PROBLEM TO WORK ON >> Across all entries below, how many lines include "ProfileError"? Only the number, please.

PROVIDED RECORDS >>
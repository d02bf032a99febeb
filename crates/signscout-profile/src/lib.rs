//! Provisioning-profile decoding.
//!
//! A `.mobileprovision` file is a CMS-signed property list. Decoding goes
//! through the platform's signature-verification utility as an external
//! collaborator with a fixed contract: `security cms -D -i <path>` takes the
//! binary profile path and prints the embedded XML plist on stdout, exiting
//! non-zero on a malformed signature. This crate owns that single invocation
//! point, parses the plist, and classifies the profile's export method.

use serde::Serialize;
use signscout_xcodeproj::{parse_xml_plist, Value};
use std::path::{Path, PathBuf};
use std::process::Command;
use walkdir::WalkDir;

/// The default install location for downloaded profiles.
pub const PROFILE_DIR: &str = "Library/MobileDevice/Provisioning Profiles";

/// `security` sometimes prefixes its plist output with this diagnostic.
const NOT_VALID_PARAMETER_MESSAGE: &str =
    "security: SecPolicySetValue: One or more parameters passed to a function were not valid.";

#[derive(Debug, thiserror::Error)]
pub enum ProfileError {
    #[error("failed to run security tool on {}: {source}", path.display())]
    Spawn {
        path: PathBuf,
        source: std::io::Error,
    },

    #[error("failed to decode {}: {stderr}", path.display())]
    Decode { path: PathBuf, stderr: String },

    #[error("invalid profile plist: {0}")]
    Plist(String),

    #[error("failed to list profiles in {}: {source}", path.display())]
    List {
        path: PathBuf,
        source: walkdir::Error,
    },
}

/// How a build signed with a profile can be distributed.
#[derive(Debug, Clone, Copy, PartialEq, Eq, Serialize)]
#[serde(rename_all = "kebab-case")]
pub enum ExportMethod {
    Development,
    AdHoc,
    Enterprise,
    AppStore,
}

impl ExportMethod {
    pub fn as_str(&self) -> &'static str {
        match self {
            ExportMethod::Development => "development",
            ExportMethod::AdHoc => "ad-hoc",
            ExportMethod::Enterprise => "enterprise",
            ExportMethod::AppStore => "app-store",
        }
    }
}

impl std::fmt::Display for ExportMethod {
    fn fmt(&self, f: &mut std::fmt::Formatter<'_>) -> std::fmt::Result {
        write!(f, "{}", self.as_str())
    }
}

/// The fields of a decoded profile that signing automation consumes.
#[derive(Debug, Clone, Serialize)]
pub struct ProfileInfo {
    pub name: String,
    pub uuid: String,
    pub team_id: String,
    pub export_method: ExportMethod,
    pub expires: String,
    pub provisioned_device_count: usize,
}

/// Decode a `.mobileprovision` file through the external `security` tool.
pub fn decode_file(path: &Path) -> Result<ProfileInfo, ProfileError> {
    let output = Command::new("security")
        .args(["cms", "-D", "-i"])
        .arg(path)
        .output()
        .map_err(|source| ProfileError::Spawn {
            path: path.to_path_buf(),
            source,
        })?;

    if !output.status.success() {
        return Err(ProfileError::Decode {
            path: path.to_path_buf(),
            stderr: String::from_utf8_lossy(&output.stderr).trim().to_string(),
        });
    }

    decode_plist_text(&String::from_utf8_lossy(&output.stdout))
}

/// Decode the plist text as printed by `security cms -D`.
pub fn decode_plist_text(text: &str) -> Result<ProfileInfo, ProfileError> {
    let text = text
        .strip_prefix(NOT_VALID_PARAMETER_MESSAGE)
        .map(str::trim_start)
        .unwrap_or(text);

    let data = parse_xml_plist(text).map_err(|e| ProfileError::Plist(e.to_string()))?;
    Ok(profile_info(&data))
}

fn profile_info(data: &Value) -> ProfileInfo {
    let entitlements = data.get("Entitlements");
    let team_id = entitlements
        .and_then(|e| e.get_str("com.apple.developer.team-identifier"))
        .unwrap_or_default()
        .to_string();

    ProfileInfo {
        name: data.get_str("Name").unwrap_or_default().to_string(),
        uuid: data.get_str("UUID").unwrap_or_default().to_string(),
        team_id,
        export_method: export_method(data),
        expires: data.get_str("ExpirationDate").unwrap_or_default().to_string(),
        provisioned_device_count: data
            .get("ProvisionedDevices")
            .and_then(Value::as_array)
            .map_or(0, |devices| devices.len()),
    }
}

/// Classify the export method of a decoded profile.
///
/// No device list means store distribution: `enterprise` when the profile
/// provisions all devices, `app-store` otherwise. With a device list,
/// a debuggable profile (`get-task-allow`) is `development`, else `ad-hoc`.
pub fn export_method(data: &Value) -> ExportMethod {
    if data.get("ProvisionedDevices").and_then(Value::as_array).is_none() {
        if data
            .get("ProvisionsAllDevices")
            .and_then(Value::as_bool)
            .unwrap_or(false)
        {
            return ExportMethod::Enterprise;
        }
        return ExportMethod::AppStore;
    }

    let debuggable = data
        .get("Entitlements")
        .and_then(|e| e.get("get-task-allow"))
        .and_then(Value::as_bool)
        .unwrap_or(false);
    if debuggable {
        ExportMethod::Development
    } else {
        ExportMethod::AdHoc
    }
}

/// Enumerate installed `.mobileprovision` files under `dir`, sorted by path.
pub fn installed_profiles(dir: &Path) -> Result<Vec<PathBuf>, ProfileError> {
    let mut paths = Vec::new();
    for entry in WalkDir::new(dir).max_depth(1) {
        let entry = entry.map_err(|source| ProfileError::List {
            path: dir.to_path_buf(),
            source,
        })?;
        if entry.file_type().is_file()
            && entry.path().extension().is_some_and(|e| e == "mobileprovision")
        {
            paths.push(entry.into_path());
        }
    }
    paths.sort();
    Ok(paths)
}

#[cfg(test)]
mod tests {
    use super::*;

    fn plist(body: &str) -> String {
        format!("<plist version=\"1.0\"><dict>{}</dict></plist>", body)
    }

    #[test]
    fn test_development_profile() {
        let text = plist(
            "<key>Name</key><string>Dev</string>\
             <key>UUID</key><string>1111-2222</string>\
             <key>ProvisionedDevices</key><array><string>d1</string><string>d2</string></array>\
             <key>Entitlements</key><dict>\
               <key>get-task-allow</key><true/>\
               <key>com.apple.developer.team-identifier</key><string>TEAM123</string>\
             </dict>",
        );
        let info = decode_plist_text(&text).unwrap();
        assert_eq!(info.export_method, ExportMethod::Development);
        assert_eq!(info.team_id, "TEAM123");
        assert_eq!(info.provisioned_device_count, 2);
    }

    #[test]
    fn test_ad_hoc_profile() {
        let text = plist(
            "<key>ProvisionedDevices</key><array><string>d1</string></array>\
             <key>Entitlements</key><dict><key>get-task-allow</key><false/></dict>",
        );
        assert_eq!(
            decode_plist_text(&text).unwrap().export_method,
            ExportMethod::AdHoc
        );
    }

    #[test]
    fn test_enterprise_profile() {
        let text = plist("<key>ProvisionsAllDevices</key><true/>");
        assert_eq!(
            decode_plist_text(&text).unwrap().export_method,
            ExportMethod::Enterprise
        );
    }

    #[test]
    fn test_app_store_profile() {
        let text = plist("<key>Name</key><string>Store</string>");
        assert_eq!(
            decode_plist_text(&text).unwrap().export_method,
            ExportMethod::AppStore
        );
    }

    #[test]
    fn test_leading_security_diagnostic_is_stripped() {
        let text = format!(
            "{}\n{}",
            NOT_VALID_PARAMETER_MESSAGE,
            plist("<key>Name</key><string>Store</string>")
        );
        assert_eq!(decode_plist_text(&text).unwrap().name, "Store");
    }

    #[test]
    fn test_installed_profiles_filters_and_sorts() {
        let dir = tempfile::tempdir().unwrap();
        std::fs::write(dir.path().join("b.mobileprovision"), b"x").unwrap();
        std::fs::write(dir.path().join("a.mobileprovision"), b"x").unwrap();
        std::fs::write(dir.path().join("readme.txt"), b"x").unwrap();

        let paths = installed_profiles(dir.path()).unwrap();
        let names: Vec<_> = paths
            .iter()
            .map(|p| p.file_name().unwrap().to_string_lossy().to_string())
            .collect();
        assert_eq!(names, ["a.mobileprovision", "b.mobileprovision"]);
    }
}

SOLUTION >> 8